Open Diary has always been there when I needed it. It has existed as a haven, impervious to periods of both great neglect and rampant, scribbled abuse. It has fostered friendships, relationships, melodrama, warmth, growth, awareness, understanding, selfishness, self-awareness, Identity. Above all, Identity. It has stolen my time and shaped my spirit. I am who I am, in part, because of the millions of words I’ve written and the dozens of people I’ve met through Open Diary.
Not long ago I questioned my dedication to Open Diary, “Occasionally I wonder if writing here for 13 years is a testament to my dedication to record and reflect, or if it’s a bit pathetic. I mean, so many have moved on. Am I not moving on? Is finding solace and comfort in this space okay? Or should I be more well-adjusted by now? Should I have found alternative outlets?”

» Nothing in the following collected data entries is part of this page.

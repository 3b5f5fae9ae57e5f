//! Persisted device settings: network credentials and timezone choice.
//!
//! # Layout
//!
//! The record lives in a byte-addressable store as two fixed-size shadow
//! slots.  A write always goes to the slot that does *not* hold the
//! current record, so a power loss mid-write leaves the previous record
//! intact.
//!
//! ```text
//!  slot (128 B)
//!  ┌───────┬─────┬──────────┬─────┬──────────────────┬──────────────┐
//!  │ magic │ ver │ seq (LE) │ len │ payload (≤ 80 B) │ SHA-256 (32) │
//!  │ 2 B   │ 1 B │ 4 B      │ 1 B │ postcard         │ over 0..88   │
//!  └───────┴─────┴──────────┴─────┴──────────────────┴──────────────┘
//! ```
//!
//! On load both slots are checked (magic, version, digest, decode, field
//! plausibility) and the valid one with the newer sequence number wins.
//! If neither is valid the compiled-in defaults are used.

use heapless::String;
use log::{info, warn};
use serde::{Deserialize, Serialize};

use crate::app::ports::PersistentStore;
use crate::config::{DEFAULT_PASSPHRASE, DEFAULT_PROTECTED, DEFAULT_SSID};
use crate::error::{Error, Result};
use crate::timezone::TimezoneSelection;

/// Maximum SSID / passphrase length in bytes.
pub const MAX_CREDENTIAL_LEN: usize = 32;

const SLOT_COUNT: usize = 2;
const SLOT_SIZE: usize = 128;
const MAGIC: [u8; 2] = [0xC1, 0x0C];
const LAYOUT_VERSION: u8 = 1;

const HEADER_LEN: usize = 8;
const PAYLOAD_MAX: usize = 80;
const DIGEST_OFFSET: usize = HEADER_LEN + PAYLOAD_MAX;
const DIGEST_LEN: usize = 32;
const RECORD_LEN: usize = DIGEST_OFFSET + DIGEST_LEN;

/// Bytes of persistent store the settings need.
pub const STORE_FOOTPRINT: usize = SLOT_COUNT * SLOT_SIZE;

// ---------------------------------------------------------------------------
// Settings record
// ---------------------------------------------------------------------------

#[derive(Debug, Clone, PartialEq, Eq, Serialize, Deserialize)]
pub struct Settings {
    pub ssid: String<MAX_CREDENTIAL_LEN>,
    pub passphrase: String<MAX_CREDENTIAL_LEN>,
    pub is_protected: bool,
    pub timezone: TimezoneSelection,
}

impl Default for Settings {
    fn default() -> Self {
        Self {
            ssid: bounded(DEFAULT_SSID),
            passphrase: bounded(DEFAULT_PASSPHRASE),
            is_protected: DEFAULT_PROTECTED,
            timezone: TimezoneSelection::default(),
        }
    }
}

impl Settings {
    /// Field plausibility.  Lengths are bounded by the string type; the
    /// timezone must point into the table.
    pub fn is_plausible(&self) -> bool {
        self.ssid.len() <= MAX_CREDENTIAL_LEN
            && self.passphrase.len() <= MAX_CREDENTIAL_LEN
            && self.timezone.is_valid()
    }

    /// Passphrase to hand the join driver: only for protected networks.
    pub fn join_passphrase(&self) -> Option<&str> {
        self.is_protected.then_some(self.passphrase.as_str())
    }
}

/// Copy `s` into a bounded string, truncating at a char boundary.
pub fn bounded(s: &str) -> String<MAX_CREDENTIAL_LEN> {
    let mut out = String::new();
    for ch in s.chars() {
        if out.push(ch).is_err() {
            break;
        }
    }
    out
}

// ---------------------------------------------------------------------------
// Store
// ---------------------------------------------------------------------------

/// Shadow-copy settings store over a [`PersistentStore`].
pub struct SettingsStore<S: PersistentStore> {
    store: S,
    current: Settings,
    active_slot: Option<usize>,
    sequence: u32,
}

impl<S: PersistentStore> SettingsStore<S> {
    /// Load settings from `store`, falling back to defaults if it is
    /// empty or both slots are corrupt.
    pub fn new(store: S) -> Self {
        let mut this = Self {
            store,
            current: Settings::default(),
            active_slot: None,
            sequence: 0,
        };
        this.reload();
        this
    }

    /// Re-read both slots from the backing store.
    pub fn reload(&mut self) {
        let mut newest: Option<(usize, u32, Settings)> = None;
        for slot in 0..SLOT_COUNT {
            let Some((seq, settings)) = self.read_slot(slot) else {
                continue;
            };
            let newer = match &newest {
                None => true,
                Some((_, best, _)) => is_newer(seq, *best),
            };
            if newer {
                newest = Some((slot, seq, settings));
            }
        }

        match newest {
            Some((slot, seq, settings)) => {
                info!(
                    "Settings: loaded slot {} (seq {}, ssid '{}', protected={}, tz={:?})",
                    slot, seq, settings.ssid, settings.is_protected, settings.timezone
                );
                self.current = settings;
                self.active_slot = Some(slot);
                self.sequence = seq;
            }
            None => {
                info!("Settings: no valid record, using defaults");
                self.current = Settings::default();
                self.active_slot = None;
                self.sequence = 0;
            }
        }
    }

    /// The last successfully persisted settings (or the defaults).
    pub fn get(&self) -> &Settings {
        &self.current
    }

    /// Persist `settings` to the inactive slot and commit.
    ///
    /// On failure the previous record stays current, both in memory and
    /// on the store.
    pub fn put(&mut self, settings: Settings) -> Result<()> {
        if !settings.is_plausible() {
            return Err(Error::Config("settings failed plausibility check"));
        }

        let target = match self.active_slot {
            Some(slot) => (slot + 1) % SLOT_COUNT,
            None => 0,
        };
        let sequence = self.sequence.wrapping_add(1);
        let record = encode_record(&settings, sequence)?;

        self.store.write(target * SLOT_SIZE, &record)?;
        if let Err(e) = self.store.commit() {
            warn!("Settings: commit to slot {} failed: {}", target, e);
            return Err(e.into());
        }

        info!(
            "Settings: saved slot {} (seq {}, ssid '{}', passphrase {} bytes, protected={})",
            target,
            sequence,
            settings.ssid,
            settings.passphrase.len(),
            settings.is_protected
        );
        self.current = settings;
        self.active_slot = Some(target);
        self.sequence = sequence;
        Ok(())
    }

    /// Restore and persist the compiled-in defaults.
    pub fn reset(&mut self) -> Result<()> {
        self.put(Settings::default())
    }

    pub fn store(&self) -> &S {
        &self.store
    }

    pub fn store_mut(&mut self) -> &mut S {
        &mut self.store
    }

    pub fn into_inner(self) -> S {
        self.store
    }

    fn read_slot(&self, slot: usize) -> Option<(u32, Settings)> {
        let mut buf = [0u8; RECORD_LEN];
        if let Err(e) = self.store.read(slot * SLOT_SIZE, &mut buf) {
            warn!("Settings: slot {} unreadable: {}", slot, e);
            return None;
        }
        decode_record(&buf)
    }
}

/// Serial-number comparison so the sequence may wrap.
fn is_newer(a: u32, b: u32) -> bool {
    (a.wrapping_sub(b) as i32) > 0
}

fn encode_record(settings: &Settings, sequence: u32) -> Result<[u8; RECORD_LEN]> {
    let mut record = [0u8; RECORD_LEN];
    let payload_len = postcard::to_slice(settings, &mut record[HEADER_LEN..DIGEST_OFFSET])
        .map_err(|_| Error::Config("settings payload exceeds slot"))?
        .len();

    record[0..2].copy_from_slice(&MAGIC);
    record[2] = LAYOUT_VERSION;
    record[3..7].copy_from_slice(&sequence.to_le_bytes());
    record[7] = payload_len as u8;

    let digest = hmac_sha256::Hash::hash(&record[..DIGEST_OFFSET]);
    record[DIGEST_OFFSET..].copy_from_slice(&digest);
    Ok(record)
}

fn decode_record(record: &[u8; RECORD_LEN]) -> Option<(u32, Settings)> {
    if record[0..2] != MAGIC || record[2] != LAYOUT_VERSION {
        return None;
    }
    let digest = hmac_sha256::Hash::hash(&record[..DIGEST_OFFSET]);
    if record[DIGEST_OFFSET..] != digest {
        return None;
    }

    let payload_len = record[7] as usize;
    if payload_len > PAYLOAD_MAX {
        return None;
    }
    let settings: Settings =
        postcard::from_bytes(&record[HEADER_LEN..HEADER_LEN + payload_len]).ok()?;
    if !settings.is_plausible() {
        return None;
    }

    let sequence = u32::from_le_bytes([record[3], record[4], record[5], record[6]]);
    Some((sequence, settings))
}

But I kept plugging along, writing when I had something to say, always waiting for it to feel natural (but it never does, does it? The longer you write, the harder it gets and the more you worry about The Capital Things: the Craft, the Audience, the Meaning.). It has always seemed harder to quit–to let go–than it has to work until the words flow with ease.
So I’ve stayed out of both habit and hope, and no small amount of history. I am not resistant to starting afresh in a new place, though I am hesitant to leave the past behind me. My Open Diary will stay as it is until outside forces release it into the void or the infrastructure crumbles. I want it to be a beacon–a reminder–to all those who stumble upon it: We were here. We were a community. We will disperse into other corners of the world and forge new communities, retain our identities, and write our lives and experiences in an effort to belong and exist and create. Always.
Oh bravo! Well said.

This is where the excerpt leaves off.